New York Attorney General Eric Schneiderman on Tuesday led a multi-state lawsuit against the Trump administration in federal court for delaying the Obama-era Waters of the United States rule.
The suit, filed in U.S. District Court for the Southern District of New York, alleged the EPA violated the Administrative Procedure Act by short-circuiting the public comment process to delay implementation of the rule. Nine other states and the District of Columbia signed onto the lawsuit: California, Connecticut, Maryland, New Jersey, Oregon, Rhode Island, Vermont, Washington, and Massachusetts. All of the attorneys general suing are Democrats.

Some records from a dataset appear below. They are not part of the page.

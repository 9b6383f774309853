use clap::{Args, Parser, Subcommand};
use miette::{IntoDiagnostic, Result};
use std::io;
use std::net::{IpAddr, Ipv4Addr};
use std::path::PathBuf;
use std::sync::Arc;
use threedgate::application::factory::PaymentProviderFactory;
use threedgate::application::orchestrator::{Collection, Gate, Outcome, PaymentOrchestrator};
use threedgate::config::GatewayConfig;
use threedgate::domain::attempt::PaymentForm;
use threedgate::domain::ports::SessionStoreBox;
use threedgate::domain::session::SessionId;
use threedgate::infrastructure::in_memory::InMemorySessionStore;
use threedgate::interfaces::console::callback_reader::{CallbackReader, parse_payload};
use threedgate::interfaces::console::presenter::{JsonPresenter, Presenter};
use tracing_subscriber::EnvFilter;

#[derive(Parser)]
#[command(author, version, about, long_about = None)]
struct Cli {
    /// Gateway configuration file (JSON)
    #[arg(long, global = true)]
    config: Option<PathBuf>,

    /// Path to persistent session database (optional). If provided, uses RocksDB.
    #[arg(long, global = true)]
    db_path: Option<PathBuf>,

    #[command(subcommand)]
    command: Command,
}

#[derive(Subcommand)]
enum Command {
    /// List supported banks and their selector codes
    Banks,
    /// Submit card data for a session
    Collect(CollectArgs),
    /// Build the redirect form for the session's attempt
    Gate {
        #[arg(long)]
        session: String,
        /// Address of the cardholder's browser
        #[arg(long, default_value_t = IpAddr::V4(Ipv4Addr::LOCALHOST))]
        client_ip: IpAddr,
    },
    /// Feed the bank's callback payload (urlencoded; read from stdin if omitted)
    Callback {
        #[arg(long)]
        session: String,
        #[arg(long)]
        payload: Option<String>,
    },
    /// Show the session's result once
    Outcome {
        #[arg(long)]
        session: String,
    },
    /// Show where the session's payment stands
    State {
        #[arg(long)]
        session: String,
    },
}

#[derive(Args)]
struct CollectArgs {
    #[arg(long)]
    session: String,
    #[arg(long, default_value = "")]
    holder: String,
    #[arg(long, default_value = "")]
    card: String,
    #[arg(long, default_value = "")]
    month: String,
    #[arg(long, default_value = "")]
    year: String,
    #[arg(long, default_value = "")]
    cvv: String,
    #[arg(long, default_value = "1")]
    installment: String,
    #[arg(long, default_value = "")]
    bank: String,
}

impl From<CollectArgs> for PaymentForm {
    fn from(args: CollectArgs) -> Self {
        PaymentForm {
            card_holder_name: args.holder,
            card_number: args.card,
            expire_month: args.month,
            expire_year: args.year,
            cvv: args.cvv,
            installment: args.installment,
            bank: args.bank,
        }
    }
}

fn open_sessions(db_path: Option<PathBuf>) -> Result<SessionStoreBox> {
    #[cfg(feature = "storage-rocksdb")]
    if let Some(db_path) = db_path {
        use threedgate::infrastructure::rocksdb::RocksDBSessionStore;
        let store = RocksDBSessionStore::open(db_path).into_diagnostic()?;
        return Ok(Box::new(store));
    }

    #[cfg(not(feature = "storage-rocksdb"))]
    if db_path.is_some() {
        eprintln!(
            "WARNING: Persistent storage requested via --db-path, but 'storage-rocksdb' feature is not enabled. Falling back to In-Memory storage."
        );
    }

    Ok(Box::new(InMemorySessionStore::new()))
}

#[tokio::main]
async fn main() -> Result<()> {
    tracing_subscriber::fmt()
        .with_env_filter(
            EnvFilter::try_from_default_env().unwrap_or_else(|_| EnvFilter::new("warn")),
        )
        .with_writer(io::stderr)
        .init();

    let cli = Cli::parse();
    let stdout = io::stdout();
    let mut presenter = JsonPresenter::new(stdout.lock());

    if let Command::Banks = cli.command {
        return presenter.banks().into_diagnostic();
    }

    let config = match cli.config {
        Some(path) => GatewayConfig::from_path(path).into_diagnostic()?,
        None => GatewayConfig::default(),
    };
    let providers = PaymentProviderFactory::from_credentials(&config.banks).into_diagnostic()?;
    let sessions = open_sessions(cli.db_path)?;
    let orchestrator = PaymentOrchestrator::new(sessions, Arc::new(providers), config.checkout);

    match cli.command {
        Command::Banks => {}
        Command::Collect(args) => {
            let session = SessionId::new(args.session.as_str());
            let form = PaymentForm::from(args);
            let rendered = match orchestrator.collect(&session, &form).await.into_diagnostic()? {
                Collection::Accepted => presenter.accepted(),
                Collection::Rejected(errors) => presenter.validation_errors(&errors),
            };
            rendered.into_diagnostic()?;
        }
        Command::Gate { session, client_ip } => {
            let session = SessionId::new(session);
            let gate = orchestrator
                .issue_gate(&session, client_ip)
                .await
                .into_diagnostic()?;
            let rendered = match gate {
                Gate::Redirect { form, order_number } => presenter.redirect(&form, &order_number),
                Gate::Restart => presenter.restart(),
            };
            rendered.into_diagnostic()?;
        }
        Command::Callback { session, payload } => {
            let session = SessionId::new(session);
            let payload = match payload {
                Some(body) => parse_payload(body.as_bytes()),
                None => CallbackReader::new(io::stdin().lock())
                    .payload()
                    .into_diagnostic()?,
            };
            let resolution = orchestrator
                .callback(&session, &payload)
                .await
                .into_diagnostic()?;
            presenter.resolution(resolution).into_diagnostic()?;
        }
        Command::Outcome { session } => {
            let session = SessionId::new(session);
            let rendered = match orchestrator.outcome(&session).await.into_diagnostic()? {
                Outcome::Show(result) => presenter.result(&result),
                Outcome::Restart => presenter.restart(),
            };
            rendered.into_diagnostic()?;
        }
        Command::State { session } => {
            let session = SessionId::new(session);
            let state = orchestrator.state(&session).await.into_diagnostic()?;
            presenter.state(state).into_diagnostic()?;
        }
    }

    Ok(())
}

“The agencies have suspended the Clean Water Rule without consideration of the extensive scientific record that supported it or the environmental and public health consequences of doing so,” the plaintiffs said in the suit. “The agencies have undertaken this redefinition with inadequate public notice and opportunity for comment, insufficient record support, and outside their statutory authority, illegally suspending a rule that became effective more than two years ago.”
EPA Administrator Scott Pruitt signed a finalized regulation Wednesday delaying the Obama administration’s Waters of the U.S. rule.
The states say EPA avoided the customary 30-day waiting period between publishing the final rule in the Federal Register and when it goes into effect, making the delay effective today.
Pruitt's action postpones the regulation until 2020, as the EPA goes about a process of writing its own version.
The Obama administration rule, published in June 2015, intended to clarify which waters and wetlands are protected by the Clean Water Act and are subject to federal regulation by the EPA and the Army Corps of Engineers.
The definition of a waterway under the rule includes everything from a drainage ditch to streams and rivers. That means many more areas would fall under EPA's enforcement jurisdiction and control, from farmers to individual homeowners to oil companies, critics of the rule say.
President Trump issued an executive order in February to re-evaluate the rule, starting the lengthy regulatory process of blocking and re-writing it.
The EPA plans to issue a proposed new regulation in April or May. Pruitt aims to finalize the revised rule by the end of the year.